• THE TASK
Go to the line below containing "frequency: 523.25" and print exactly from there through the line containing "let note = table.resolve('S').unwrap();", both included. Print nothing else.

┄┄┄┄┄┄

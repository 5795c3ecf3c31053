// Copyright (C) 2026 Michael Wilson <mike@mdwn.dev>
//
// This program is free software: you can redistribute it and/or modify it under
// the terms of the GNU General Public License as published by the Free Software
// Foundation, version 3.
//
// This program is distributed in the hope that it will be useful, but WITHOUT
// ANY WARRANTY; without even the implied warranty of MERCHANTABILITY or FITNESS
// FOR A PARTICULAR PURPOSE. See the GNU General Public License for more details.
//
// You should have received a copy of the GNU General Public License along with
// this program. If not, see <https://www.gnu.org/licenses/>.
//

use std::path::Path;
use std::time::Duration;

use config::{Config, File};
use duration_string::DurationString;
use serde::{Deserialize, Serialize};

use super::audio::Audio;
use super::error::ConfigError;
use super::notes::Note;
use super::samples::Samples;
use crate::audio::Waveform;
use crate::notes::{NoteDefinition, NoteTable, NoteTableError};
use crate::playback::DEFAULT_VOLUME;
use crate::source::{ReleaseFade, SoundMode, DEFAULT_RELEASE, DEFAULT_RELEASE_FLOOR};

/// How long a tapped key is held by default.
pub const DEFAULT_TAP_HOLD: Duration = Duration::from_millis(300);

/// The top level piano configuration.
#[derive(Deserialize, Serialize, Clone, Debug, Default)]
pub struct Piano {
    /// The audio output.
    #[serde(default)]
    audio: Audio,

    /// Master volume between 0.0 and 1.0 (default: 0.5).
    volume: Option<f32>,

    /// Waveform for synthesized voices (default: sawtooth).
    waveform: Option<Waveform>,

    /// Voice source for new voices (default: synth).
    sound_mode: Option<SoundMode>,

    /// The initially active row (default: 0).
    row: Option<usize>,

    /// Length of the release fade, e.g. "100ms".
    release: Option<String>,

    /// Level the release fade ends at, relative to peak (default: 0.01).
    release_floor: Option<f32>,

    /// How long the keyboard driver holds a tapped key, e.g. "300ms".
    tap_hold: Option<String>,

    /// Recorded samples, if any.
    samples: Option<Samples>,

    /// Rows of playable notes. The built-in two rows are used when absent.
    rows: Option<Vec<Vec<Note>>>,
}

impl Piano {
    /// Parse a piano configuration from a file.
    pub fn deserialize(path: &Path) -> Result<Piano, ConfigError> {
        Ok(Config::builder()
            .add_source(File::from(path))
            .build()?
            .try_deserialize::<Piano>()?)
    }

    /// Checks everything that can only be checked after parsing.
    pub fn validate(&self) -> Result<(), ConfigError> {
        if self.audio.sample_rate() == 0 {
            return Err(ConfigError::Audio(
                "sample_rate must be greater than zero".to_string(),
            ));
        }
        if self.volume.is_some_and(|volume| !volume.is_finite()) {
            return Err(ConfigError::Volume);
        }
        self.note_table()?;
        self.release()?;
        self.tap_hold()?;
        Ok(())
    }

    pub fn audio(&self) -> &Audio {
        &self.audio
    }

    /// Returns the master volume, clamped to 0.0..=1.0. A volume that is not a
    /// number is replaced by the default.
    pub fn volume(&self) -> f32 {
        match self.volume {
            Some(volume) if volume.is_finite() => volume.clamp(0.0, 1.0),
            _ => DEFAULT_VOLUME,
        }
    }

    pub fn waveform(&self) -> Waveform {
        self.waveform.unwrap_or_default()
    }

    pub fn sound_mode(&self) -> SoundMode {
        self.sound_mode.unwrap_or_default()
    }

    pub fn row(&self) -> usize {
        self.row.unwrap_or(0)
    }

    /// Returns the length of the release fade.
    pub fn release(&self) -> Result<Duration, ConfigError> {
        parse_duration("release", &self.release, DEFAULT_RELEASE)
    }

    pub fn release_floor(&self) -> f32 {
        self.release_floor.unwrap_or(DEFAULT_RELEASE_FLOOR)
    }

    /// Returns the configured release fade.
    pub fn release_fade(&self) -> Result<ReleaseFade, ConfigError> {
        Ok(ReleaseFade::new(self.release()?, self.release_floor()))
    }

    /// Returns how long a tapped key is held.
    pub fn tap_hold(&self) -> Result<Duration, ConfigError> {
        parse_duration("tap_hold", &self.tap_hold, DEFAULT_TAP_HOLD)
    }

    pub fn samples(&self) -> Option<&Samples> {
        self.samples.as_ref()
    }

    /// Builds the note table with the configured row selected.
    pub fn note_table(&self) -> Result<NoteTable, ConfigError> {
        let mut table = match &self.rows {
            Some(rows) => NoteTable::new(
                rows.iter()
                    .map(|row| row.iter().map(|note| note.to_definition()).collect())
                    .collect::<Result<Vec<Vec<NoteDefinition>>, NoteTableError>>()?,
            )?,
            None => NoteTable::builtin(),
        };
        table.select(self.row())?;
        Ok(table)
    }

    /// Returns the rows in their configuration form.
    pub fn rows(&self) -> Result<Vec<Vec<Note>>, ConfigError> {
        let table = self.note_table()?;
        Ok((0..table.row_count())
            .filter_map(|row| table.row(row))
            .map(|row| row.iter().map(Note::from).collect())
            .collect())
    }
}

fn parse_duration(
    field: &'static str,
    value: &Option<String>,
    default: Duration,
) -> Result<Duration, ConfigError> {
    match value {
        Some(value) => Ok(DurationString::from_string(value.clone())
            .map_err(|e| ConfigError::Duration {
                field,
                reason: e.to_string(),
            })?
            .into()),
        None => Ok(default),
    }
}

#[cfg(test)]
mod tests {
    use std::path::PathBuf;

    use config::FileFormat;

    use super::*;
    use crate::notes::{KeyId, KeyKind};

    fn parse(yaml: &str) -> Piano {
        Config::builder()
            .add_source(File::from_str(yaml, FileFormat::Yaml))
            .build()
            .unwrap()
            .try_deserialize()
            .unwrap()
    }

    #[test]
    fn test_defaults() {
        let piano = parse("{}");

        assert_eq!(piano.audio().device(), "default");
        assert_eq!(piano.volume(), 0.5);
        assert_eq!(piano.waveform(), Waveform::Sawtooth);
        assert_eq!(piano.sound_mode(), SoundMode::Synth);
        assert_eq!(piano.release().unwrap(), Duration::from_millis(100));
        assert_eq!(piano.release_floor(), 0.01);
        assert_eq!(piano.tap_hold().unwrap(), Duration::from_millis(300));
        assert!(piano.samples().is_none());

        let table = piano.note_table().unwrap();
        assert_eq!(table.row_count(), 2);
        assert_eq!(table.active_row(), 0);
        assert_eq!(table.resolve('a').unwrap().frequency(), 261.63);
    }

    #[test]
    fn test_custom_rows() {
        let piano = parse(
            r#"
            row: 1
            rows:
              - - name: C
                  key: z
                  frequency: 261.63
              - - name: C5
                  key: z
                  frequency: 523.25
                - name: Db5
                  key: s
                  frequency: 554.37
                  kind: accidental
            "#,
        );

        let table = piano.note_table().unwrap();
        assert_eq!(table.active_row(), 1);
        let note = table.resolve('S').unwrap();
        assert_eq!(note.name(), "Db5");
        assert_eq!(note.kind(), KeyKind::Accidental);
        assert_eq!(table.resolve('z').unwrap().key(), KeyId::new('Z'));

        let rows = piano.rows().unwrap();
        assert_eq!(rows.len(), 2);
        assert_eq!(rows[1].len(), 2);
    }

    #[test]
    fn test_invalid_rows() {
        let piano = parse(
            r#"
            rows:
              - - name: C
                  key: a
                  frequency: 261.63
                - name: D
                  key: A
                  frequency: 293.66
            "#,
        );
        assert!(matches!(
            piano.note_table(),
            Err(ConfigError::Notes(NoteTableError::DuplicateKey { .. }))
        ));
        assert!(piano.validate().is_err());

        let piano = parse("row: 5");
        assert!(matches!(
            piano.note_table(),
            Err(ConfigError::Notes(NoteTableError::RowOutOfRange { row: 5, rows: 2 }))
        ));
    }

    #[test]
    fn test_durations() {
        let piano = parse(
            r#"
            release: 250ms
            tap_hold: 1s
            release_floor: 0.001
            "#,
        );
        let fade = piano.release_fade().unwrap();
        assert_eq!(fade.duration(), Duration::from_millis(250));
        assert_eq!(fade.floor(), 0.001);
        assert_eq!(piano.tap_hold().unwrap(), Duration::from_secs(1));

        let piano = parse("release: soon");
        assert!(matches!(
            piano.release(),
            Err(ConfigError::Duration { field: "release", .. })
        ));
    }

    #[test]
    fn test_volume_clamped() {
        assert_eq!(parse("volume: 3.5").volume(), 1.0);
        assert_eq!(parse("volume: -1.0").volume(), 0.0);

        let mut piano = parse("volume: 0.7");
        piano.volume = Some(f32::NAN);
        assert_eq!(piano.volume(), 0.5);
        assert!(matches!(piano.validate(), Err(ConfigError::Volume)));
    }

    #[test]
    fn test_zero_sample_rate_rejected() {
        let piano = parse(
            r#"
            audio:
              device: mock-device
              sample_rate: 0
            "#,
        );
        assert!(matches!(piano.validate(), Err(ConfigError::Audio(_))));
        assert!(parse("audio: { sample_rate: 22050 }").validate().is_ok());
    }

    #[test]
    fn test_example_config() {
        let piano = Piano::deserialize(&PathBuf::from("assets/piano.yaml")).unwrap();
        piano.validate().unwrap();

        assert_eq!(piano.audio().device(), "mock-device");
        assert_eq!(piano.audio().sample_rate(), 48000);
        assert_eq!(piano.waveform(), Waveform::Triangle);
        assert_eq!(piano.sound_mode(), SoundMode::Sample);
        assert_eq!(piano.volume(), 0.7);

        let samples = piano.samples().unwrap();
        assert_eq!(samples.path(), "samples");
        assert_eq!(samples.extension(), "wav");
    }
}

┄┄┄┄┄┄

• OUTPUT OF THE EXERCISE
                  frequency: 523.25
                - name: Db5
                  key: s
                  frequency: 554.37
                  kind: accidental
            "#,
        );

        let table = piano.note_table().unwrap();
        assert_eq!(table.active_row(), 1);
        let note = table.resolve('S').unwrap();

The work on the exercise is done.